Progress and disruption go hand in hand. The history of human civilization is characterized by periodic dances between old technologies resisting newer ones, with the latter ultimately ending up victorious — before inevitably becoming old and ripe for disruption once more. The horse and buggy made way for the gasoline-powered automobile, which is bound to be replaced by electric vehicles; the radio quickly lost ground to the television, which — along with print press and virtually every other form of traditional media — became disrupted by the internet.

What about the next wave of disruptions? Richard Watson, a leading futurist and lecturer at the London Business School, recently compiled some of the most promising technologies that seem set on shaking different industries from the ground up.

Watson teamed up with colleagues from Tech Foresight at Imperial College London, as well as an ex-BBC researcher to help list companies that are leading the way for each disrupting tech. Be it retail, finance, food, transport, computing, energy, or health, no industry seems to be spared by the waves of innovation.

“The idea for the table initially came from me stumbling upon a list of emerging technologies on Wikipedia. This felt fairly accurate, but also rather lifeless. It wasn’t especially contextual either.
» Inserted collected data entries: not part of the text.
use chrono::{DateTime, Days, TimeZone, Utc};
use cyprian_core::{
    CalendarConfig, ConversionError, ConversionService, CyprianDate, CyprianDateTime,
    EphemerisError, EphemerisOracle, ExtendedConcordance, MeeusEphemeris,
};
use std::cell::Cell;
use std::path::Path;

#[test]
fn new_value_is_synchronised() {
    let dir = tempfile::tempdir().unwrap();
    let service = service(dir.path());
    let gregorian = Utc.with_ymd_and_hms(2024, 1, 1, 0, 0, 0).unwrap();

    let value = CyprianDateTime::new(gregorian, &service).unwrap();
    assert!(value.is_synchronized());
    assert_eq!(gregorian, value.gregorian());
    assert_eq!(Some(CyprianDate::new(10, 10, 21)), value.cyprian());
}

#[test]
fn shifting_gregorian_requires_explicit_sync() {
    let dir = tempfile::tempdir().unwrap();
    let service = service(dir.path());
    let mut value =
        CyprianDateTime::new(Utc.with_ymd_and_hms(2024, 1, 1, 0, 0, 0).unwrap(), &service)
            .unwrap();

    value.add_days(1);
    assert!(!value.is_synchronized());
    assert!(matches!(value.to_json(), Err(ConversionError::Unsynchronized)));

    let cyprian = value.sync(&service).unwrap();
    assert_eq!(CyprianDate::new(10, 10, 22), cyprian);
    assert_eq!(Some(cyprian), value.cyprian());
}

#[test]
fn parses_cyprian_string_to_gregorian_midnight() {
    let dir = tempfile::tempdir().unwrap();
    let service = service(dir.path());

    let value = CyprianDateTime::from_cyprian_str("01-Pri-T1", &service).unwrap();
    assert_eq!(
        Utc.with_ymd_and_hms(2014, 3, 30, 0, 0, 0).unwrap(),
        value.gregorian()
    );
    assert_eq!(Some(CyprianDate::new(1, 1, 1)), value.cyprian());
}

#[test]
fn malformed_cyprian_string_is_invalid_date() {
    let dir = tempfile::tempdir().unwrap();
    let service = service(dir.path());

    let err = CyprianDateTime::from_cyprian_str("1st of Prima", &service).unwrap_err();
    assert!(matches!(err, ConversionError::InvalidDate(_)));
}

#[test]
fn json_rendering_matches_published_layout() {
    let dir = tempfile::tempdir().unwrap();
    let service = service(dir.path());
    let value =
        CyprianDateTime::new(Utc.with_ymd_and_hms(2024, 1, 1, 0, 0, 0).unwrap(), &service)
            .unwrap();

    assert_eq!(
        r#"{"gregorian":"2024-01-01 00:00:00+00:00","cyprian":{"year":10,"month":10,"day":21,"string":"21 Dec T10"}}"#,
        value.to_json().unwrap()
    );
}

#[test]
fn extended_concordance_lists_every_day_of_the_range() {
    let dir = tempfile::tempdir().unwrap();
    let service = service(dir.path());

    let concordance = ExtendedConcordance::build(&service, 2025, 2025).unwrap();
    assert_eq!(365, concordance.equivalents.len());

    let easter = concordance
        .equivalents
        .iter()
        .find(|equivalent| equivalent.gregorian.to_string() == "2025-04-20")
        .unwrap();
    assert_eq!(CyprianDate::new(12, 1, 23), easter.cyprian);

    let new_year = concordance
        .month_boundaries()
        .find(|equivalent| equivalent.cyprian == CyprianDate::new(12, 1, 1))
        .unwrap();
    assert_eq!("2025-03-29", new_year.gregorian.to_string());
}

#[test]
fn extended_concordance_spans_years_without_gaps() {
    let dir = tempfile::tempdir().unwrap();
    let oracle = CountingOracle::default();
    let service = ConversionService::new(
        CalendarConfig::new().with_db_path(dir.path().join("cache.db")),
        &oracle,
    );

    let concordance = ExtendedConcordance::build(&service, 2024, 2025).unwrap();
    assert_eq!(366 + 365, concordance.equivalents.len());
    for pair in concordance.equivalents.windows(2) {
        assert_eq!(pair[0].gregorian + Days::new(1), pair[1].gregorian);
        assert!(pair[0].cyprian < pair[1].cyprian);
    }
    assert!(oracle.calls.get() > 0);

    // The cache now covers 2025, so listing it again is read-only.
    oracle.calls.set(0);
    let again = ExtendedConcordance::build(&service, 2025, 2025).unwrap();
    assert_eq!(0, oracle.calls.get());
    assert_eq!(concordance.equivalents[366..], again.equivalents[..]);
}

#[test]
fn extended_concordance_rejects_reversed_range() {
    let dir = tempfile::tempdir().unwrap();
    let service = service(dir.path());

    assert!(matches!(
        ExtendedConcordance::build(&service, 2026, 2025),
        Err(ConversionError::InconsistentState(_))
    ));
}

fn service(dir: &Path) -> ConversionService<MeeusEphemeris> {
    ConversionService::with_config(CalendarConfig::new().with_db_path(dir.join("cache.db")))
}

/// Meeus oracle that counts how often it is consulted.
#[derive(Default)]
struct CountingOracle {
    calls: Cell<usize>,
}

impl EphemerisOracle for CountingOracle {
    fn next_new_moon(&self, after: DateTime<Utc>) -> Result<DateTime<Utc>, EphemerisError> {
        self.calls.set(self.calls.get() + 1);
        MeeusEphemeris.next_new_moon(after)
    }

    fn vernal_equinox(&self, year: i32) -> Result<DateTime<Utc>, EphemerisError> {
        self.calls.set(self.calls.get() + 1);
        MeeusEphemeris.vernal_equinox(year)
    }
}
Other lists from MIT Tech Review and McKinsey were better, but somehow these weren’t showing the bigger picture either,” Watson wrote.
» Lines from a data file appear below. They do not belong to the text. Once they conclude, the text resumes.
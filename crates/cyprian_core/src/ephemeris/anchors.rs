//! Per-year astronomical anchors of the Cyprian calendar.
//!
//! # Responsibility
//! - Reduce oracle instants to calendar days (midnight UTC).
//! - Derive the two anchors the calendar depends on: the vernal equinox and
//!   the Cyprian new year (first new moon at or after the equinox).
//!
//! # Invariants
//! - Every comparison here is day-granular; time of day never matters.
//! - Anchors are recomputed on demand and never cached on their own.

use super::{EphemerisOracle, EphemerisResult};
use chrono::{DateTime, Datelike, Days, NaiveDate, NaiveTime, TimeDelta, Utc};

/// Truncates an instant to midnight UTC of the same day.
pub fn truncate_to_day(instant: DateTime<Utc>) -> DateTime<Utc> {
    midnight(instant.date_naive())
}

/// Midnight UTC at the start of `date`.
pub fn midnight(date: NaiveDate) -> DateTime<Utc> {
    date.and_time(NaiveTime::MIN).and_utc()
}

/// Whether two instants fall on the same UTC calendar day.
pub fn same_day(left: DateTime<Utc>, right: DateTime<Utc>) -> bool {
    left.date_naive() == right.date_naive()
}

/// Whether the next new moon after `current` falls on the following day.
pub fn new_moon_tomorrow<O: EphemerisOracle + ?Sized>(
    oracle: &O,
    current: DateTime<Utc>,
) -> EphemerisResult<bool> {
    let next_new_moon = oracle.next_new_moon(current)?;
    Ok(same_day(next_new_moon, current + Days::new(1)))
}

/// Whether the day after `current` is on or after the vernal equinox of
/// `current`'s year.
pub fn tomorrow_is_on_or_after_vernal_equinox<O: EphemerisOracle + ?Sized>(
    oracle: &O,
    current: DateTime<Utc>,
) -> EphemerisResult<bool> {
    let equinox = oracle.vernal_equinox(current.year())?;
    let tomorrow = (current + Days::new(1)).date_naive();
    Ok(tomorrow >= equinox.date_naive())
}

/// Gregorian day (as midnight UTC) on which the Cyprian year beginning in
/// Gregorian `year` starts: the first day on or after the equinox day that
/// holds a new moon.
///
/// Matches the rollover rule of the day advance, so a new moon earlier on
/// the equinox day itself still opens the year.
pub fn cyprian_new_year<O: EphemerisOracle + ?Sized>(
    oracle: &O,
    year: i32,
) -> EphemerisResult<DateTime<Utc>> {
    let equinox_day = truncate_to_day(oracle.vernal_equinox(year)?);
    let new_moon = oracle.next_new_moon(equinox_day - TimeDelta::milliseconds(1))?;
    Ok(truncate_to_day(new_moon))
}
“Using all this as a good starting point I did some further research to identify candidate technologies and then spoke with Anna and academics at Imperial College to validate the thinking. This was the easy bit.”
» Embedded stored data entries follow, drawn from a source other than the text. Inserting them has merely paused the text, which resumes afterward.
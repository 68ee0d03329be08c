//! Multi-year concordance listing.
//!
//! # Responsibility
//! - List the Cyprian equivalent of every Gregorian day in an inclusive
//!   range of Gregorian years.
//!
//! # Invariants
//! - Rows are in Gregorian order, one per day, with no gaps.
//! - The cache is rebuilt at most once per Gregorian year in the range.

use crate::ephemeris::EphemerisOracle;
use crate::model::cyprian_date::CyprianDate;
use crate::repo::concordance_repo::ConcordanceStore;
use crate::service::concordance_builder::BuildTarget;
use crate::service::conversion_service::{ConversionError, ConversionResult, ConversionService};
use chrono::{Datelike, NaiveDate};
use serde::{Deserialize, Serialize};

/// One Gregorian day and its Cyprian equivalent.
#[derive(Debug, Clone, Copy, PartialEq, Eq, Serialize, Deserialize)]
pub struct Equivalent {
    pub gregorian: NaiveDate,
    pub cyprian: CyprianDate,
}

/// Day-by-day listing over several Gregorian years.
#[derive(Debug, Clone, PartialEq, Eq, Serialize, Deserialize)]
pub struct ExtendedConcordance {
    pub start_year: i32,
    pub end_year: i32,
    pub equivalents: Vec<Equivalent>,
}

impl ExtendedConcordance {
    /// Converts every day from January 1 of `start_year` to December 31 of
    /// `end_year` through `service`, one cache connection per year.
    pub fn build<O: EphemerisOracle>(
        service: &ConversionService<O>,
        start_year: i32,
        end_year: i32,
    ) -> ConversionResult<Self> {
        if start_year > end_year {
            return Err(ConversionError::InconsistentState(
                "extended concordance start year is after end year",
            ));
        }

        let mut equivalents = Vec::new();
        for year in start_year..=end_year {
            let first = NaiveDate::from_ymd_opt(year, 1, 1).ok_or(
                ConversionError::InconsistentState("extended concordance year out of range"),
            )?;
            service.with_fresh_store(BuildTarget::Gregorian(year), false, |store| {
                for day in first.iter_days().take_while(|day| day.year() == year) {
                    equivalents.push(Equivalent {
                        gregorian: day,
                        cyprian: store.lookup_by_gregorian(day)?,
                    });
                }
                Ok(())
            })?;
        }

        Ok(Self {
            start_year,
            end_year,
            equivalents,
        })
    }

    /// Rows on which either calendar starts a new month.
    pub fn month_boundaries(&self) -> impl Iterator<Item = &Equivalent> {
        self.equivalents
            .iter()
            .filter(|equivalent| equivalent.gregorian.day() == 1 || equivalent.cyprian.day == 1)
    }
}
“The tricky part was then deciding which technologies to leave out and how to rank both the disruptive potential of each technology and time (both near impossible, but we had a good go using small post-it notes that could be moved around easily). What results is far from perfect, but it’s better than anything else I’ve seen and it’s hopefully a foundation for people being wrong in really useful and interesting ways.”

Disruptive Tech Table

Watson has been kind enough to offer a high-res version of his table of disruption, which can download for free here.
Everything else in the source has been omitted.